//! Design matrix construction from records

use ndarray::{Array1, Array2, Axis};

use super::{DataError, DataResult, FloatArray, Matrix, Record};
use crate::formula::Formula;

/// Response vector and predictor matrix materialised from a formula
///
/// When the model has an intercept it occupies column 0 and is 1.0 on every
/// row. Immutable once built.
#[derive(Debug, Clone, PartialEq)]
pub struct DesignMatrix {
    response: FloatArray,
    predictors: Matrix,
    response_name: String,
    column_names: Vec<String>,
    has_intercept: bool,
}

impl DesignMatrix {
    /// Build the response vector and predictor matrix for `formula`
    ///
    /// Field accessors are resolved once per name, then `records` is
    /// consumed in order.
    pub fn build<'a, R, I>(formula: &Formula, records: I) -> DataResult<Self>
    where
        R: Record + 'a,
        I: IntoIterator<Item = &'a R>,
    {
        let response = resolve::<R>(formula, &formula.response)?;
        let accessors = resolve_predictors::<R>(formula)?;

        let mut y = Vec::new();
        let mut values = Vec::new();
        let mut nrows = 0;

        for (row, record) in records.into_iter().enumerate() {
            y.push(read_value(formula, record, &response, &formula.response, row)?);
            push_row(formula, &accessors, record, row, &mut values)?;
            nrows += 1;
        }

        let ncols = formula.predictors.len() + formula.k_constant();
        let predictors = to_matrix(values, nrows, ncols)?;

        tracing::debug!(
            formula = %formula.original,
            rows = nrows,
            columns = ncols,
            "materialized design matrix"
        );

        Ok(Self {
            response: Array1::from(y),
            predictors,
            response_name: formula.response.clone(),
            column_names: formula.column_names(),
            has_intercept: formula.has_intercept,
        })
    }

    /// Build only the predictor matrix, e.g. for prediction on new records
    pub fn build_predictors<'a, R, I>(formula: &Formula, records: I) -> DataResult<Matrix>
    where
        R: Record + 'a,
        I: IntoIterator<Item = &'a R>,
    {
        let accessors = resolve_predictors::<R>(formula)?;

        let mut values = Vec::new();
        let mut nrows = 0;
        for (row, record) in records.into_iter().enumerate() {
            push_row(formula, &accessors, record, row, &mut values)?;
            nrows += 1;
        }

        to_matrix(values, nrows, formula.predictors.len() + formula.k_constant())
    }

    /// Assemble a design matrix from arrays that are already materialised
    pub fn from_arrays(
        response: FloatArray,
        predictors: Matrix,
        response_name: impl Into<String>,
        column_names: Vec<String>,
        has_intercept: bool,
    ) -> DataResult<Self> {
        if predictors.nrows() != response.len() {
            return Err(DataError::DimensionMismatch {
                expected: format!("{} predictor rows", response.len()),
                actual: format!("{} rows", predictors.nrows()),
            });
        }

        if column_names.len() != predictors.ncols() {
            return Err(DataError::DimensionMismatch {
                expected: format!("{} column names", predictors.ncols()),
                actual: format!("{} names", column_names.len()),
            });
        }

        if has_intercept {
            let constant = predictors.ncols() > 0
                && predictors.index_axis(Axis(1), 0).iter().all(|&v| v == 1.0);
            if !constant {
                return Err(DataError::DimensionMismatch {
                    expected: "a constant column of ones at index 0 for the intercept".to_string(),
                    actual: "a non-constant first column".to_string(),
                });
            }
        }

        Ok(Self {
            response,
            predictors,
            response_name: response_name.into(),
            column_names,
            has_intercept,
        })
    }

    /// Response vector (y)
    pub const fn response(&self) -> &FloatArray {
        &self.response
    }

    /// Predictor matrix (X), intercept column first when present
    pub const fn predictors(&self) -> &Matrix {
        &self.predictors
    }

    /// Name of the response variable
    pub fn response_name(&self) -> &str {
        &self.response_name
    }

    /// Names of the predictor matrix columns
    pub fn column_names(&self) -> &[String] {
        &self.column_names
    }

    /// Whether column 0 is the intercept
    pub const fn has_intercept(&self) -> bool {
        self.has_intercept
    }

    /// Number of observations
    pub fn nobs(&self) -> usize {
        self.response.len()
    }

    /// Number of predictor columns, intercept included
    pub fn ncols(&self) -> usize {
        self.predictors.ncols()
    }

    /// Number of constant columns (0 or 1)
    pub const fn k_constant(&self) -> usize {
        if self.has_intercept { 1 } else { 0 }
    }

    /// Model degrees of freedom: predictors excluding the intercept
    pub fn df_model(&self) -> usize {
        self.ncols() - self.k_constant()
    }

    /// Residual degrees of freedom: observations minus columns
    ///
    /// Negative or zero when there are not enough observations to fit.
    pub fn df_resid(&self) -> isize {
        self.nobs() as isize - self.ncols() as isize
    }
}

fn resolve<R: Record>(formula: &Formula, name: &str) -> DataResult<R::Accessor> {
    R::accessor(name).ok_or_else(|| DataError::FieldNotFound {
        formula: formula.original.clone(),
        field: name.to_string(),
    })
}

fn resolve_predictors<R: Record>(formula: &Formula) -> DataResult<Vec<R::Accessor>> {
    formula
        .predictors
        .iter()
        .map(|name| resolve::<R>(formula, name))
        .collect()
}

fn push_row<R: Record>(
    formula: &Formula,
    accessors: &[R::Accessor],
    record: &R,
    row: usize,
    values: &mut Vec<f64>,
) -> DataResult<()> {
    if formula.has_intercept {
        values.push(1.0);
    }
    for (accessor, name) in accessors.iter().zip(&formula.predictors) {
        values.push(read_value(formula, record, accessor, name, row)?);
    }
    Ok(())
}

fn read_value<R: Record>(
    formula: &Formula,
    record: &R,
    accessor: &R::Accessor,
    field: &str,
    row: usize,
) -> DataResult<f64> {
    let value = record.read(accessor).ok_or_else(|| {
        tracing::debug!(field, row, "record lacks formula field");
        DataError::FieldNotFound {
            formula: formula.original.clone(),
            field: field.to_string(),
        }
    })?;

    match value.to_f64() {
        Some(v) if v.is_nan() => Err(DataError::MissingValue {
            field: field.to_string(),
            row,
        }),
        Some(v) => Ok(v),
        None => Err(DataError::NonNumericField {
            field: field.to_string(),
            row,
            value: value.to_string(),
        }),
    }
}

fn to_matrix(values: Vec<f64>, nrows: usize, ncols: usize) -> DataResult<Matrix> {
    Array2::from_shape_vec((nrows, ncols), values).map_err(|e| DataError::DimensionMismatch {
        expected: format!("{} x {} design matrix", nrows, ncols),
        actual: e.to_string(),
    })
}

━━━

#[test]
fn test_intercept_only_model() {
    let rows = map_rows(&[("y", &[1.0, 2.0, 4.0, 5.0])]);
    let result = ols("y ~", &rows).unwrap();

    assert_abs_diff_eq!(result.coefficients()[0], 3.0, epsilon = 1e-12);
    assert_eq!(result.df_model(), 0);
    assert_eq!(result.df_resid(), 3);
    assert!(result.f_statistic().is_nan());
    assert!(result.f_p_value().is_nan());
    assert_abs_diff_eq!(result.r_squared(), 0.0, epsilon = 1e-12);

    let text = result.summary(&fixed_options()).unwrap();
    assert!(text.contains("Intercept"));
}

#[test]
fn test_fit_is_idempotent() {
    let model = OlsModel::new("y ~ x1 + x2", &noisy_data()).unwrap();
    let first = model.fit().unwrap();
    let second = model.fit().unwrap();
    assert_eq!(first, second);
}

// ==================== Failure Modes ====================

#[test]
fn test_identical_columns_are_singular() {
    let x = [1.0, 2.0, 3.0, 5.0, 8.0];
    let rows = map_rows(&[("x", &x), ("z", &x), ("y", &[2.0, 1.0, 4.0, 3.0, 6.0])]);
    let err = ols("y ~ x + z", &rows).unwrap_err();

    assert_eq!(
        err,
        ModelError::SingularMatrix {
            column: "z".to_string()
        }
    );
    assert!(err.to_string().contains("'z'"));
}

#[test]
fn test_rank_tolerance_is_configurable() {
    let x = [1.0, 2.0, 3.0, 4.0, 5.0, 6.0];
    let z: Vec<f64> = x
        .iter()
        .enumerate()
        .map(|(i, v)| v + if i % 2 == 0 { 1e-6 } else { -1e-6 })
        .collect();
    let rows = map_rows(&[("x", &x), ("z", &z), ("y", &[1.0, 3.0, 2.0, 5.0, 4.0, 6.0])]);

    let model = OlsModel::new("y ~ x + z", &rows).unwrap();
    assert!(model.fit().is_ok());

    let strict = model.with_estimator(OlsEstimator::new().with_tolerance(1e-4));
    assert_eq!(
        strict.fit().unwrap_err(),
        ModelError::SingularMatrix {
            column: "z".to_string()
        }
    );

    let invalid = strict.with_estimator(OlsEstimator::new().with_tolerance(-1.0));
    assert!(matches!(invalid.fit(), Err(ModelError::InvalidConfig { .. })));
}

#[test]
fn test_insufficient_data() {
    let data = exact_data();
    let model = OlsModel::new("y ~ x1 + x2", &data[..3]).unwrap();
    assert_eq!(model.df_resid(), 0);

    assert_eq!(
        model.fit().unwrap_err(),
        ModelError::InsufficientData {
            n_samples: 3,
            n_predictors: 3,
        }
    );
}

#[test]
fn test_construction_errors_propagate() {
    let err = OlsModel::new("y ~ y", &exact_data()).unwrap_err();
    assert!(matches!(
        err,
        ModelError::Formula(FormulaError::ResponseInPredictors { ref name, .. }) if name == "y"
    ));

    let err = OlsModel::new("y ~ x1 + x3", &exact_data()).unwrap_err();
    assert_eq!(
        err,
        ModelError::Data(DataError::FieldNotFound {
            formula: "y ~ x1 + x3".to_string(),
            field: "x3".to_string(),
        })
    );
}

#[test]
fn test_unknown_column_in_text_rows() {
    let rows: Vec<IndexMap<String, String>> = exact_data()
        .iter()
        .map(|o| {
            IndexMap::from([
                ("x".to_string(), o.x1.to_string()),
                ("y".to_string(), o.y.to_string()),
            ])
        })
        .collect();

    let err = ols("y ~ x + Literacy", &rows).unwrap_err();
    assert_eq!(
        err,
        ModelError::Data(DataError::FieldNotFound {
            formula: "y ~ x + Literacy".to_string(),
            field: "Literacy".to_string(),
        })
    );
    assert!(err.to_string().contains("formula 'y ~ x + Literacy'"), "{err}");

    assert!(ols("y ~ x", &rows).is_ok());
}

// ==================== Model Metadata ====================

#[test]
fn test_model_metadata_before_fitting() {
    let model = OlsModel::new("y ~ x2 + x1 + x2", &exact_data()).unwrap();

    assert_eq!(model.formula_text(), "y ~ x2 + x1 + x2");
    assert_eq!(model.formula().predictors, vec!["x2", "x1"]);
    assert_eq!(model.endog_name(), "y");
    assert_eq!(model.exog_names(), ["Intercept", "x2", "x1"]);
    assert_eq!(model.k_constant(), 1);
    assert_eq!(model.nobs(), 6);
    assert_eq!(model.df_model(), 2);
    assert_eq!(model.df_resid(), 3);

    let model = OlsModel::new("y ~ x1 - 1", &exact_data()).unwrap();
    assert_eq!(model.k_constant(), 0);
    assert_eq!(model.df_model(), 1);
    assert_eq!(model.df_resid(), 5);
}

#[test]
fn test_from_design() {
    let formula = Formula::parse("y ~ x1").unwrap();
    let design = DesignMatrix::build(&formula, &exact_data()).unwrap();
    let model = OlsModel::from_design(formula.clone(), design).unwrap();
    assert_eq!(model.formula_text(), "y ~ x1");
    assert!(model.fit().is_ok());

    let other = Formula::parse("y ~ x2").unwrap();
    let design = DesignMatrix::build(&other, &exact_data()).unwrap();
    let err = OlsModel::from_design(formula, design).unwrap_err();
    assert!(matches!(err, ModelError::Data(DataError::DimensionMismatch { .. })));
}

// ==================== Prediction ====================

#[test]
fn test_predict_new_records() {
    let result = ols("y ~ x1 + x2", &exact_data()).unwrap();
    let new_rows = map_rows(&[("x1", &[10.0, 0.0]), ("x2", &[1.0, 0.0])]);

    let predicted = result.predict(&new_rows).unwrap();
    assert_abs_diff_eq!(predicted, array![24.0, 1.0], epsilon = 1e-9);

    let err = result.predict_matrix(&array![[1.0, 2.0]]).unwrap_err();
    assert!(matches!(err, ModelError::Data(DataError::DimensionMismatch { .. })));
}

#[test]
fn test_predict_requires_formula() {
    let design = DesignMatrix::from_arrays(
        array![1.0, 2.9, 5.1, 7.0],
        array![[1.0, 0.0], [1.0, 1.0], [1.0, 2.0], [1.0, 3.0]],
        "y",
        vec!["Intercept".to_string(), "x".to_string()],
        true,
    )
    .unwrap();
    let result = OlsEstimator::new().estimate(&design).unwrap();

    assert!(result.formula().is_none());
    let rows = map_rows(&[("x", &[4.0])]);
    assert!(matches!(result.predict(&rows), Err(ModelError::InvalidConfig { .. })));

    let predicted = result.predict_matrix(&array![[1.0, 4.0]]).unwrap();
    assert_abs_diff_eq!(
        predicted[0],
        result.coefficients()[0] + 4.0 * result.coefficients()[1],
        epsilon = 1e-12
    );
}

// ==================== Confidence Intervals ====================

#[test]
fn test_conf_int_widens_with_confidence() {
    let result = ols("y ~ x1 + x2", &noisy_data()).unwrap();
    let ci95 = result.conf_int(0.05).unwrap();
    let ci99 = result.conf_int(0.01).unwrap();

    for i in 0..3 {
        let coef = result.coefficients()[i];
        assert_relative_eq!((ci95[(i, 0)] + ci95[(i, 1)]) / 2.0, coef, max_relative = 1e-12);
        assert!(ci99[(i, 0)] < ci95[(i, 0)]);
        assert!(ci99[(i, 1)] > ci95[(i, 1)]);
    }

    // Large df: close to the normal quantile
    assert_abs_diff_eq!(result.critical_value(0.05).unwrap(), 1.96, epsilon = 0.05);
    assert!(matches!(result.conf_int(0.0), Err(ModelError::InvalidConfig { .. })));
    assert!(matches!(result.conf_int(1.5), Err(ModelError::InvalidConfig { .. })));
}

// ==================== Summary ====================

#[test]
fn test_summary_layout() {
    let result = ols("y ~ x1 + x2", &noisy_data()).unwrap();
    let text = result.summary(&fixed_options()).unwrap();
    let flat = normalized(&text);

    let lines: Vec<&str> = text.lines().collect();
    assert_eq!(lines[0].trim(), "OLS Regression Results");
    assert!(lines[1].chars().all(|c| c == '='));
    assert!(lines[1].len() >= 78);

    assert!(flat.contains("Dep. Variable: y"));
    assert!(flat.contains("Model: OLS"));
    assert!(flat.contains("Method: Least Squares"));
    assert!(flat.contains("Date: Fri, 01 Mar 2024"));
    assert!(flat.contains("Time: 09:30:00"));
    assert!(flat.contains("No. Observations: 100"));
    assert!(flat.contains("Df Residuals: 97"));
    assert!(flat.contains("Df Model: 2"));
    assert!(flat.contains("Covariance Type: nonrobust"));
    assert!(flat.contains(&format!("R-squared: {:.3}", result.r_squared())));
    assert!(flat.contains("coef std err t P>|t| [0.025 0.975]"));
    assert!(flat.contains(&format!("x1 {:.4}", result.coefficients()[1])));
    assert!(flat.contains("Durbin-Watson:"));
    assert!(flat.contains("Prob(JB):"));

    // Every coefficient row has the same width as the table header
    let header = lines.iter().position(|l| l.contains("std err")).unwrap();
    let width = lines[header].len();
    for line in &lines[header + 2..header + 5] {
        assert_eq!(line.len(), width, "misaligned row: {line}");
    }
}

━━━

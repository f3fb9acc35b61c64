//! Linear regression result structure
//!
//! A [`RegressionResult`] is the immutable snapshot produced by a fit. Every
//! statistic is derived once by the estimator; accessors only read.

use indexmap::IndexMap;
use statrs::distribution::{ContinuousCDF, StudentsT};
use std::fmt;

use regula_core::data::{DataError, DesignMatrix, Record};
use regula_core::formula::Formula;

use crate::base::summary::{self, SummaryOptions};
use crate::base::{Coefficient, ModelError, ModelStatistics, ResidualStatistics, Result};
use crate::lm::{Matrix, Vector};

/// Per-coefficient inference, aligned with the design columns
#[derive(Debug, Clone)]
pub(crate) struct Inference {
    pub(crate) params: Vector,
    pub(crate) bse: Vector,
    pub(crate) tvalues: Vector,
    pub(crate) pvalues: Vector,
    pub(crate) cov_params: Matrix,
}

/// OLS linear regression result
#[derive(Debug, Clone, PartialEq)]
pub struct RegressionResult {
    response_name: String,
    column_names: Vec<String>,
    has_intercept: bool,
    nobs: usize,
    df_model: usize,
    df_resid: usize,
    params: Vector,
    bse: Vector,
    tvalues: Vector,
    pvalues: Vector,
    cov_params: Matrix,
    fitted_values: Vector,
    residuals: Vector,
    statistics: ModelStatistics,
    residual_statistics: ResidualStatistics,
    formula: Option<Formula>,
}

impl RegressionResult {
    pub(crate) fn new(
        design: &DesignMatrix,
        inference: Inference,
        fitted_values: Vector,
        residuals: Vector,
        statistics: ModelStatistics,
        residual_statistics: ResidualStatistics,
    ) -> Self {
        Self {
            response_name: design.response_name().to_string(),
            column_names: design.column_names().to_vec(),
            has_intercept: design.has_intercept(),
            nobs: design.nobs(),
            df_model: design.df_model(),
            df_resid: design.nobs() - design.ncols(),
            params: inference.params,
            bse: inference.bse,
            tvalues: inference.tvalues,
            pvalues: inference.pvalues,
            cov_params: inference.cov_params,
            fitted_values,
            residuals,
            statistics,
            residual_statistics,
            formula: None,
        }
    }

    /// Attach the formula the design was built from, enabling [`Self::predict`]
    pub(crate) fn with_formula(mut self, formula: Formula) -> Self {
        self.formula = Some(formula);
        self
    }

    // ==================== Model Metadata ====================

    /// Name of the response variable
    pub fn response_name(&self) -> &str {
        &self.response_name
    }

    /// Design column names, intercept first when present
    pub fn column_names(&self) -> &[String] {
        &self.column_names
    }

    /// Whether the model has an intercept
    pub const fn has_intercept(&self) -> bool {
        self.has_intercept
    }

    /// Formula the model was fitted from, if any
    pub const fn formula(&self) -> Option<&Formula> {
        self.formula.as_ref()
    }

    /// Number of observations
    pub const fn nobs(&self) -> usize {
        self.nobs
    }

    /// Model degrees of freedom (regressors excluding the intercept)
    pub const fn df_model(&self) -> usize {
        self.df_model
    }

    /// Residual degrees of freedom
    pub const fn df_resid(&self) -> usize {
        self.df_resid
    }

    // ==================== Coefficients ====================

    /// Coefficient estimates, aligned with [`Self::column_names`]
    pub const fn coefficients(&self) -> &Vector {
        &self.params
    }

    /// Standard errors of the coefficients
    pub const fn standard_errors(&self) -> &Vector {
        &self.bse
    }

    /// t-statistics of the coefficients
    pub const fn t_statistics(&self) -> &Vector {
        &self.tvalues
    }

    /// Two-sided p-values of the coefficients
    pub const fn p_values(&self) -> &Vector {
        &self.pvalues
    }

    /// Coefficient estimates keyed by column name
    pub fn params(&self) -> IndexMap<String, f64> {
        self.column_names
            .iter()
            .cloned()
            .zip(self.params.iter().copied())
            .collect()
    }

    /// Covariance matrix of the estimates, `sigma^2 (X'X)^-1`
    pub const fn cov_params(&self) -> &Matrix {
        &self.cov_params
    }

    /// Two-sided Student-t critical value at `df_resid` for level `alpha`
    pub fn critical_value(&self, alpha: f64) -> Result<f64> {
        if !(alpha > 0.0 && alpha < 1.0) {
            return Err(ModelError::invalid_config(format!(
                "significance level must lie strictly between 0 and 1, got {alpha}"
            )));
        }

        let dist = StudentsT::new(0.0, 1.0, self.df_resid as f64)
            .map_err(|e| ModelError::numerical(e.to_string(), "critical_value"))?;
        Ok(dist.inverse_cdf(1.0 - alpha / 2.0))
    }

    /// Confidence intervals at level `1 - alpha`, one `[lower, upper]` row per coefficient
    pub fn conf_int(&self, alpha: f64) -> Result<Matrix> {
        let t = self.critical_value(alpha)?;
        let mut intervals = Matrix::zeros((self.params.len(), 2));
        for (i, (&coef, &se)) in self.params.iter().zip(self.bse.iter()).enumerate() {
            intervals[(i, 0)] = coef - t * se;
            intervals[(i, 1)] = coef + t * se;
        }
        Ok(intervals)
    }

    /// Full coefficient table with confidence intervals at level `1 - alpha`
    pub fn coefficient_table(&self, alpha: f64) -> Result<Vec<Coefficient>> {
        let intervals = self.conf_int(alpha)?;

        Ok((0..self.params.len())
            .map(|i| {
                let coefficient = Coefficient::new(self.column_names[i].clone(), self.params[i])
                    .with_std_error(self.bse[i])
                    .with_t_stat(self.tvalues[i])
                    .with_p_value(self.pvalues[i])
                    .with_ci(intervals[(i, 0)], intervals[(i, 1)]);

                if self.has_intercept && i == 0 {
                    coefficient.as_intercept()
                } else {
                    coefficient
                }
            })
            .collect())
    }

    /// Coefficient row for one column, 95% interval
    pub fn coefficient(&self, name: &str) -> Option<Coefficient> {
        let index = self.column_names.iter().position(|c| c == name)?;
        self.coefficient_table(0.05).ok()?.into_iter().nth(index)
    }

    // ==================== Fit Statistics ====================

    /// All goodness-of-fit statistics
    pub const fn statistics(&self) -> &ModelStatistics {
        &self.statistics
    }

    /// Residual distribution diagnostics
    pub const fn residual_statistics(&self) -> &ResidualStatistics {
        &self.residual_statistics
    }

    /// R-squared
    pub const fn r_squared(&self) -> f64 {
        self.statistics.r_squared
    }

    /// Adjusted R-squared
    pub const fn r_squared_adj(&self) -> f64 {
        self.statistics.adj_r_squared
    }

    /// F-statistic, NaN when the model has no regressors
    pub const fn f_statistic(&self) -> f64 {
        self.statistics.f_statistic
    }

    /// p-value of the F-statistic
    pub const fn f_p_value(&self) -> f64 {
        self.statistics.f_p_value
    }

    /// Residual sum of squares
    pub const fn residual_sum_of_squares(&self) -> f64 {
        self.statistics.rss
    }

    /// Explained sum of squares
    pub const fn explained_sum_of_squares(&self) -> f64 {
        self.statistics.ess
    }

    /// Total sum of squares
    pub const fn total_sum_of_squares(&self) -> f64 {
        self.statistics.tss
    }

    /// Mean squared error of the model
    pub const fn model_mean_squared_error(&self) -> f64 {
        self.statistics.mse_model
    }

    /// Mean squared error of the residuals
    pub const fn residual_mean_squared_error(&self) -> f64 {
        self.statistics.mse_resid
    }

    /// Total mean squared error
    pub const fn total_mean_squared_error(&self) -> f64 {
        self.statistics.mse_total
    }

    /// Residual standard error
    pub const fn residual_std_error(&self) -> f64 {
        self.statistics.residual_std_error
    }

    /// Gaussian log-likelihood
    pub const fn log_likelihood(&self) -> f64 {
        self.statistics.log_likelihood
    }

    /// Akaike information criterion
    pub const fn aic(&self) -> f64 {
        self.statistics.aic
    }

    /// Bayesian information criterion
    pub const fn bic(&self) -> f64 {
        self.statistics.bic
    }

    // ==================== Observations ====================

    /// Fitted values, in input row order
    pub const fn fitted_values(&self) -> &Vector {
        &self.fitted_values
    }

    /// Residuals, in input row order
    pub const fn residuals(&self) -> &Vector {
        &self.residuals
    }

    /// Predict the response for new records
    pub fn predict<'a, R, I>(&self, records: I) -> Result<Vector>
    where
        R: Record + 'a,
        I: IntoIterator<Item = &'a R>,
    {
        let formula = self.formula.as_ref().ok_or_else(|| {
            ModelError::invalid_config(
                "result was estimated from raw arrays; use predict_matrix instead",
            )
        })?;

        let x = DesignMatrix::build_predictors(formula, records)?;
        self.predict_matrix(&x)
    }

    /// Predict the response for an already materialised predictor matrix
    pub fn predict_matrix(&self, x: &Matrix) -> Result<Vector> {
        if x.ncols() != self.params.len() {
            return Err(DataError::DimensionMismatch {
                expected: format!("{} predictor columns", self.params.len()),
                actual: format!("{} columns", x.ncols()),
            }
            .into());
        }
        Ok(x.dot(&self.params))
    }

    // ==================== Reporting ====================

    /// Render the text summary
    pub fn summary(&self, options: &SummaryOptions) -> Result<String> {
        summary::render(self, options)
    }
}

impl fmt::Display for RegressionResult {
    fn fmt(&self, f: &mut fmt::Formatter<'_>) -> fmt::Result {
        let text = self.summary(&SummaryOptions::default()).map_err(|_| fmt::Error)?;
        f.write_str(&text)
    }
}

━━━

### Exercise brief
Retrieve every line above holding the word "Whether".

### Task result
    /// Whether column 0 is the intercept
    /// Whether the model has an intercept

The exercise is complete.